Investigative, independent, nonprofit journalism may be the brightest light journalism has going for it right now. ProPublica and the Investigative Workshop didn’t exist two years ago, and CIR is doubling its size. Mother Jones has also, thanks to your loyal support, flourished as a newsmaker. That the readers of the newspaper, how-many-ever of them are left, will be reading significant stories that aren’t easy to come by, is excellent indeed.

This is also bad news:

Or maybe just a confirmation of what we already knew: newspapers don’t have anyone investigating much of anything anymore. Which means that investigative shops supported by people like you equal all the stories we’re going to get. Even standout local newspaper reporting, like the Chauncey Bailey Project, was made possible via a collaborative, nonprofit effort. And with the AP deal newspapers are off the hook, since four indy orgs will dig the dirt for them.

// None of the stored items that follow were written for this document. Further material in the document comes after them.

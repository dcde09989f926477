//! `pommel check`

use crate::generate::{fail_on_rejections, process};
use anyhow::Result;
use pommel_core::{Outcome, PommelConfig};
use std::path::Path;

/// Validate every construct of a manifest without writing
pub fn run(manifest_path: &Path, config: &PommelConfig) -> Result<()> {
    println!("Checking manifest: {}", manifest_path.display());

    let summary = process(manifest_path, None, config)?;

    for report in &summary.reports {
        match &report.outcome {
            Outcome::Generated(artifact) => {
                println!("✓ {} -> {}", report.construct, artifact.type_name)
            }
            Outcome::Rejected(diagnostics) => {
                for diagnostic in diagnostics {
                    println!("✗ {diagnostic}");
                }
            }
            Outcome::Skipped { reason } => println!("- {} skipped: {reason}", report.construct),
        }
    }

    fail_on_rejections(&summary)?;
    println!("\nManifest is valid!");
    Ok(())
}
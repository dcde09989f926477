//! `pommel scopes`

use pommel_core::{PommelConfig, ScopeMapper};

pub fn run(config: &PommelConfig) {
    let mapper = ScopeMapper::new(config.generator.application_component.clone());
    for (scope, target) in mapper.table() {
        println!("@{scope} -> {target}");
    }
    println!("(no scope) -> {}", mapper.application_component());
}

Still, of the four news outlets supplying the AP, ProPublica has 32 reporters (plus its “citizen journalists” project), the Center for Public Integrity has 18 writers and fellows, CIR has 10 reporters (as of now), and the American University project uses mostly undergrads and graduate student stories. That’s 60 full-time journalists tracking and scouring for stories for 1,500 newspapers and their readers. Which, of course, is 60 more than we had last week.

Right now signs are pointing toward independent media as the savior of an entire industry, of a fourth estate that is meant to hold government, industry, everyone, accountable. To do so nonprofits need more than the usual shoestring, they need longevity, and long leashes. Because investigative reporting is hard, confounding, and critical work, just ask newspapers.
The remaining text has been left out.